L'insensibilité congénitale à la douleur, une maladie rarissime mais gravissime
Publié le - par LeBlob.fr, avec l'AFP
Ne rien ressentir quand on se fait mal, un rêve ? Un cauchemar plutôt. L’insensibilité congénitale à la douleur, une maladie « rarissime, mais gravissime », qui peut transformer les traumatismes bénins en infections chroniques, ruine la vie de ceux qui en souffrent.
Le 12 avril, Patrice Abela, 55 ans, se lancera dans un défi de taille : courir l’équivalent de 90 marathons en moins de quatre mois, en suivant le parcours du Tour de France 2022, de Copenhague à Paris.
Avec pour objectif d’« interpeller la communauté scientifique » et « faire connaître la maladie » dont sont atteintes ses deux filles de 12 et 13 ans : une insensibilité congénitale à la douleur.
Dans sa forme la plus sévère, ce syndrome se caractérise par l’absence de sensation douloureuse depuis la naissance.
« Pour l’aînée, on s’en est rendu compte quand elle a commencé à marcher, car elle laissait derrière elle des traînées de sang.
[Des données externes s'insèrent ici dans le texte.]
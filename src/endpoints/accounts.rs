//! Account settings and profile endpoints

use crate::api::{InstagramApiGeneric, backoff::Sleeper};
use crate::types::{RequestBody, ResponseEnvelope};
use crate::Result;
use serde::{Deserialize, Serialize};
use serde_json::{Value, json};

/// Fields accepted by `accounts/edit_profile/`
#[derive(Debug, Clone, Default, PartialEq, Serialize, Deserialize)]
pub struct ProfileEdit {
    pub external_url: String,
    pub phone_number: String,
    pub full_name: String,
    pub biography: String,
    pub email: String,
    /// 1 male, 2 female, 3 unspecified
    pub gender: u8,
}

impl<S: Sleeper> InstagramApiGeneric<S> {
    /// Sync the experiments list with the server
    pub async fn sync_features(&self) -> Result<ResponseEnvelope> {
        let data = json!({
            "id": self.user_id().await,
            "experiments": self.settings().api.experiments,
        });
        self.post("qe/sync/", data).await
    }

    /// Report the exposed experiment
    pub async fn expose(&self) -> Result<ResponseEnvelope> {
        let data = json!({
            "id": self.user_id().await,
            "experiment": "ig_android_profile_contextual_feed",
        });
        self.post("qe/expose/", data).await
    }

    /// Change the password; the current one comes from the session
    pub async fn change_password(&self, new_password: &str) -> Result<ResponseEnvelope> {
        let old_password = self.session_field(|s| s.password.clone()).await;
        let data = json!({
            "old_password": old_password,
            "new_password1": new_password,
            "new_password2": new_password,
        });
        self.post("accounts/change_password/", data).await
    }

    /// Remove the profile picture
    pub async fn remove_profile_picture(&self) -> Result<ResponseEnvelope> {
        self.post("accounts/remove_profile_picture/", Value::Null).await
    }

    /// Make the account private
    pub async fn set_private_account(&self) -> Result<ResponseEnvelope> {
        self.post("accounts/set_private/", Value::Null).await
    }

    /// Make the account public
    pub async fn set_public_account(&self) -> Result<ResponseEnvelope> {
        self.post("accounts/set_public/", Value::Null).await
    }

    /// Update the display name and phone number
    pub async fn set_name_and_phone(&self, name: &str, phone: &str) -> Result<ResponseEnvelope> {
        let data = json!({"first_name": name, "phone_number": phone});
        self.post("accounts/set_phone_and_name/", data).await
    }

    /// Current profile as shown in the edit form
    pub async fn get_profile_data(&self) -> Result<ResponseEnvelope> {
        self.post("accounts/current_user/?edit=true", Value::Null).await
    }

    /// Overwrite the editable profile fields; the username stays the session's
    pub async fn edit_profile(&self, profile: &ProfileEdit) -> Result<ResponseEnvelope> {
        let username = self.session_field(|s| s.username.clone()).await;
        let mut data = serde_json::to_value(profile)?;
        data["username"] = Value::String(username);
        self.post("accounts/edit_profile/", data).await
    }

    /// Link address book contacts. The body is a plain form, not signed.
    pub async fn sync_from_address_book(&self, contacts: &Value) -> Result<ResponseEnvelope> {
        let body = format!(
            "contacts={}",
            urlencoding::encode(&serde_json::to_string(contacts)?)
        );
        self.send_request(
            "address_book/link/?include=extra_display_name,thumbnails",
            Some(RequestBody::Form(body)),
            false,
        )
        .await
    }
}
C’était assez impressionnant et elle ne se plaignait pas », raconte Patrice Abela, ingénieur dans la région de Toulouse, dans le sud de la France.
Une première infection à l’orteil, suivie d’une deuxième, les pousse à consulter divers médecins, qui finissent par poser le diagnostic.
Pour leur seconde fille atteinte du même syndrome, « on avait l’expérience de la première », poursuit ce père de quatre enfants.
Plus que la maladie elle-même, ce sont ses conséquences qui posent problème. « À cause d’infections répétées, ma fille aînée a perdu la première phalange de chacun de ses doigts; elle a aussi dû être amputée d’un orteil », décrit-il.
Souffrant de micro-fractures au niveau du genou ayant abîmé leurs articulations, les deux sœurs, qui passent environ trois mois par an à l’hôpital, ne se déplacent plus qu’en béquille ou en fauteuil.
« Hyperlaxes (souplesse extrême : ndlr), elles peuvent reproduire le même mouvement à l’infini », raconte leur père.
« Quand elles prennent leur douche, elles perçoivent le chaud et le froid, mais si ça brûle, elles ne sentent rien », illustre-t-il encore.
La douleur, elles la connaissent, mais c’est d’une « douleur psychologique » qu’il s’agit, avec de graves retentissements dans leur vie quotidienne.
« Rarissime » — seuls quelques milliers de cas sont répertoriés dans le monde, une quinzaine en France — cette maladie n’en est pas moins « gravissime », souligne le Dr Didier Bouhassira, qui exerce au Centre d’évaluation et de traitement de la douleur de l’hôpital Ambroise-Paré (AP-HP), à Boulogne-Billancourt, en région parisienne.
« La douleur joue en effet un rôle physiologique majeur en nous protégeant des dangers de l’environnement », explique-t-il.
Dans les cas les plus extrêmes, les enfants vont « se mutiler la langue ou les doigts lors des premières poussées dentaires ». Puis avoir « tout un tas d’accidents, en se brûlant ou en continuant à marcher sur des membres fracturés, qui cicatrisent mal »…
Si la pathologie est détectée assez tôt, « il faut alors leur apprendre ce qui est inné chez les autres : à se protéger », indique-t-il.
Mais de nombreuses situations restent très problématiques : une simple appendicite, qui se manifeste par de la fièvre, mais aussi par une forte douleur, peut par exemple se transformer en infection généralisée de l’abdomen si elle n’est pas prise à temps.
Décrite pour la première fois dans les années 1930, l’insensibilité à la douleur s’explique, selon plusieurs études, par des mutations génétiques qui empêchent le développement des récepteurs de la douleur ou obstruent leur fonctionnement.
Dans la plupart des cas, un enfant a une chance sur deux d’être atteint si ses deux parents sont porteurs de l’anomalie génétique.
D’autres études ont montré qu’une production excessive d’endorphines — des hormones ayant un puissant effet antidouleur —, dans le cerveau, pourrait aussi être en cause.
Si aucun traitement n’existe face à cette maladie particulièrement invalidante, la mise en évidence des anomalies qui l’expliquent a au moins permis d’identifier le rôle crucial que jouent certaines molécules face à la douleur, souligne le Dr Bouhassira.
Or mieux comprendre la douleur permettra sans doute de « contribuer à développer de nouveaux antalgiques » pour, paradoxalement, profiter à tous ceux qui la ressentent, parie-t-il.